• **BRIEF**
Nothing but a number is wanted here: the count of lines in the data holding the word "smaller".

• **EXERCISE DATA**
════════
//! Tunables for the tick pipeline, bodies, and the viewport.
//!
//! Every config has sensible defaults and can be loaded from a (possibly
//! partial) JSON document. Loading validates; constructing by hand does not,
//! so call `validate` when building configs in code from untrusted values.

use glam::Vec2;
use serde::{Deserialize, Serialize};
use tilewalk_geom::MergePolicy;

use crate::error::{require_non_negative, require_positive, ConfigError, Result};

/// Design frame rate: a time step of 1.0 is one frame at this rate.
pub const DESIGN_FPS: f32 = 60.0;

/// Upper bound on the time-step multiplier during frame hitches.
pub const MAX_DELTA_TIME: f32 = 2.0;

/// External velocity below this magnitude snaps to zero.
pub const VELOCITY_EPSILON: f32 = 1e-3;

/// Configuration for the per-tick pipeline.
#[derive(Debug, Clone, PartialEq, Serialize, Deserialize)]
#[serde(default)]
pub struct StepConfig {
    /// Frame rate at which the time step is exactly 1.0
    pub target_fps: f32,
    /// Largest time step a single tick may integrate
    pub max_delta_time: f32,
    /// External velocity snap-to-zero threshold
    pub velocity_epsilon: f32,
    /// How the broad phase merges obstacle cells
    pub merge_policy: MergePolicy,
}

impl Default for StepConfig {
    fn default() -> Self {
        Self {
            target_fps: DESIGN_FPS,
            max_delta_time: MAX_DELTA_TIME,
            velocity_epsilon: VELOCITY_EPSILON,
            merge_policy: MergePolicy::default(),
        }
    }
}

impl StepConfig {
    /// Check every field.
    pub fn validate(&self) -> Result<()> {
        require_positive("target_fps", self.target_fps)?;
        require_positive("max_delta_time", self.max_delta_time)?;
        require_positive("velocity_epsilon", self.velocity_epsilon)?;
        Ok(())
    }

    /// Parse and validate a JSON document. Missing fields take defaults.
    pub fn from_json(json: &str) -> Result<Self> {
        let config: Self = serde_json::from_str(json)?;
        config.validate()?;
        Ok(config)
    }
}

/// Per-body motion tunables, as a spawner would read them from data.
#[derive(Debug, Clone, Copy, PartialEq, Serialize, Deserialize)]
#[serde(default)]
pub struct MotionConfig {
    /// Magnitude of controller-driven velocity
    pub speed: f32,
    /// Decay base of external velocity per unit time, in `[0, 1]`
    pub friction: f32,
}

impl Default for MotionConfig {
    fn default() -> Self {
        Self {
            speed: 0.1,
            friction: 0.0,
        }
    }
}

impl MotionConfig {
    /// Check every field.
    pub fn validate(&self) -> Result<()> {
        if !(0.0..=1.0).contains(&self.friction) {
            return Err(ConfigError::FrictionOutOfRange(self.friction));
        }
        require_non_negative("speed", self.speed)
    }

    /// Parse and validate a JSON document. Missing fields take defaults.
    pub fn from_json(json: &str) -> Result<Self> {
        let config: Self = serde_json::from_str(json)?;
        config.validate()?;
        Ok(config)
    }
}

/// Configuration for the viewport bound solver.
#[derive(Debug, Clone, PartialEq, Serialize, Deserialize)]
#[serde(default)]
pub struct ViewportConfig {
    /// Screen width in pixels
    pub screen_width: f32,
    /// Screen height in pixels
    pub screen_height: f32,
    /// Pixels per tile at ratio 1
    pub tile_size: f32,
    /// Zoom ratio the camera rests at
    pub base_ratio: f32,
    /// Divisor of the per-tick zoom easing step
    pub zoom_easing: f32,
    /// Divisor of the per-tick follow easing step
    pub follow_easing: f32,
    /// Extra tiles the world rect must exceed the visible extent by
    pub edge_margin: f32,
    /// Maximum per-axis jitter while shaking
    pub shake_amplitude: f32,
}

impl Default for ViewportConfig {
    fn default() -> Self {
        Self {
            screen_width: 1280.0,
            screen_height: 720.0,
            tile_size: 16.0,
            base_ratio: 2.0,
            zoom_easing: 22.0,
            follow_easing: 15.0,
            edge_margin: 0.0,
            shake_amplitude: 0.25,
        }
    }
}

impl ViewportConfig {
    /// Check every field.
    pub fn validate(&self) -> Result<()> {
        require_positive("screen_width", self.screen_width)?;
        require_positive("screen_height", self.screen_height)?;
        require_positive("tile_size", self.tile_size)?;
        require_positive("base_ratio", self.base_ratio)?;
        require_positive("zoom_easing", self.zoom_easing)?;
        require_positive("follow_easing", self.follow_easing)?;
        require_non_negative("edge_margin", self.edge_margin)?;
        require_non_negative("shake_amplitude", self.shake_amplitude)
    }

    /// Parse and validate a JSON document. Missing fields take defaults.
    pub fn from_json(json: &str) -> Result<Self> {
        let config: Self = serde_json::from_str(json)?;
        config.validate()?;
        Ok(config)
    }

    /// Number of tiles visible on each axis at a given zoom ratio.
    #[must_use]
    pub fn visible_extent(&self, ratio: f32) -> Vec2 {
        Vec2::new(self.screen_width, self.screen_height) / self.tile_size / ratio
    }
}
════════
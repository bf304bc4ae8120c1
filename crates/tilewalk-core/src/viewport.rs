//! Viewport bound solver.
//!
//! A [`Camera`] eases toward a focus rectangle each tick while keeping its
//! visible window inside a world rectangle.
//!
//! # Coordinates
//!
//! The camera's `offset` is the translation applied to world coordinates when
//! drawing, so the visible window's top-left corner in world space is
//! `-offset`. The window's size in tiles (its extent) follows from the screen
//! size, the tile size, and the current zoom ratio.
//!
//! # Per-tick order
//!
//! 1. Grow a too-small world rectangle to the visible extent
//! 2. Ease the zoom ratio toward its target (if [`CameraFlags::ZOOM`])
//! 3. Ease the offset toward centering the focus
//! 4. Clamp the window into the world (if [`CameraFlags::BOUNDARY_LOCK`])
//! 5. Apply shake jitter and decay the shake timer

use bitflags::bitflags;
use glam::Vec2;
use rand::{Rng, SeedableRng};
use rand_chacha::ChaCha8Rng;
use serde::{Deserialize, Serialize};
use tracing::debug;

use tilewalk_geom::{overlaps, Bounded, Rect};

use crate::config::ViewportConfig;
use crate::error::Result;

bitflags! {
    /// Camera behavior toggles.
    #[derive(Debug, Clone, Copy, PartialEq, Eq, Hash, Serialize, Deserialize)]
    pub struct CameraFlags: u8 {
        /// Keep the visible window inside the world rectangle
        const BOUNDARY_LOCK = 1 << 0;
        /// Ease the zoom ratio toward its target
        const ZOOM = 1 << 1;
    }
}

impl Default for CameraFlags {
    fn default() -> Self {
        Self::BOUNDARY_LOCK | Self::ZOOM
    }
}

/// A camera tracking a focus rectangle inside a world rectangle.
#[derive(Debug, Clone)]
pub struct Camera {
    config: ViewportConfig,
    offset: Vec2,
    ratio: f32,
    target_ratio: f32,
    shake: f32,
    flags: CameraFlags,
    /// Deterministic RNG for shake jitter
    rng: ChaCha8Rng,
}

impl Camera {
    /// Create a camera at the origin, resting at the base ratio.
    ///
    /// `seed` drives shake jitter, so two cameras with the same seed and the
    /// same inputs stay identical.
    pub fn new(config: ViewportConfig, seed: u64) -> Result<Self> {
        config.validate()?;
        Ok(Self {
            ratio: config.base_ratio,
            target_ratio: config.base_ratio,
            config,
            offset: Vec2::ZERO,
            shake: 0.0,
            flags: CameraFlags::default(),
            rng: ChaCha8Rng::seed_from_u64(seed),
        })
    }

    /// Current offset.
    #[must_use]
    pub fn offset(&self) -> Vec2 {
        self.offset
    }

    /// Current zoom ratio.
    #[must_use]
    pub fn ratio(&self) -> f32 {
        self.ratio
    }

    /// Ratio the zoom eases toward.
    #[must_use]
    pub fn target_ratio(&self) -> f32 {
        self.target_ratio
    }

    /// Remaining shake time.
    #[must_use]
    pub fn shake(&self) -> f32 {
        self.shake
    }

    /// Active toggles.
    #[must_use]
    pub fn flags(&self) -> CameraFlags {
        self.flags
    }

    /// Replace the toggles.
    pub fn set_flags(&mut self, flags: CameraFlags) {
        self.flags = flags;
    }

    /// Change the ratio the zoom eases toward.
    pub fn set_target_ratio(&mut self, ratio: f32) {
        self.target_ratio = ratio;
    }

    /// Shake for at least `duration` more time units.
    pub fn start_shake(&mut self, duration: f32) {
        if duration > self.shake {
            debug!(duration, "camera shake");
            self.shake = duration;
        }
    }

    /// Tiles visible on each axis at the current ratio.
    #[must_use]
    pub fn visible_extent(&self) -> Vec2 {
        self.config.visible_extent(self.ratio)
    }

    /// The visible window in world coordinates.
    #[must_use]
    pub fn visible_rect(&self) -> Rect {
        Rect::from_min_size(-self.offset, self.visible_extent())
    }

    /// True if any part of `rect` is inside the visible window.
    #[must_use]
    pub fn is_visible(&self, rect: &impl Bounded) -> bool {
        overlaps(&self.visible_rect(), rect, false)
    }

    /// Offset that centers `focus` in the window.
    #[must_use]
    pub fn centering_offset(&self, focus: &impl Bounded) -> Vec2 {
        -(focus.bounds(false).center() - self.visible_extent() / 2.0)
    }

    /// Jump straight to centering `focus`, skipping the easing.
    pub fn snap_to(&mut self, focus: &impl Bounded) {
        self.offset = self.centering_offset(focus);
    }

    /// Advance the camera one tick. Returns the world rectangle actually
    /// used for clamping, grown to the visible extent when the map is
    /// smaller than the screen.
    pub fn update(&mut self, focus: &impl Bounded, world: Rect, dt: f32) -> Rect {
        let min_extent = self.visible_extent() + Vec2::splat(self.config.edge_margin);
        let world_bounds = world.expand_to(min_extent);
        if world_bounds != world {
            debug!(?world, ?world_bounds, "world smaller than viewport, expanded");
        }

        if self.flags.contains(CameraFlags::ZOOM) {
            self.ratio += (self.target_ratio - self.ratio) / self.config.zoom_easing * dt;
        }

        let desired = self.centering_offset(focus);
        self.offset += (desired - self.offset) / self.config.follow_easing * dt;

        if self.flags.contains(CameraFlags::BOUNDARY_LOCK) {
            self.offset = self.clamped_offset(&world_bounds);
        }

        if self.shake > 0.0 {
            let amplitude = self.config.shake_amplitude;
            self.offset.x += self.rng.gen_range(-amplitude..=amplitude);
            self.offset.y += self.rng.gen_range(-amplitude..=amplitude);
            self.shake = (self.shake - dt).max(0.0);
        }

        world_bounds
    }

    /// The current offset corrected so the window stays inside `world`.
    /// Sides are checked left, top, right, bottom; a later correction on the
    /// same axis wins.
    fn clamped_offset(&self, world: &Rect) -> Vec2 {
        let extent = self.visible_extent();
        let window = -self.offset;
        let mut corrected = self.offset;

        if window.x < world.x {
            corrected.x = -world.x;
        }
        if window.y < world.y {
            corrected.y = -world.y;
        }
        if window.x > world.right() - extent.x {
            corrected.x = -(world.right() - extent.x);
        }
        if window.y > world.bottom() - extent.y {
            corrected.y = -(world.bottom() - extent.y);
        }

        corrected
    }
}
════════
• **TASK SOLUTION**
2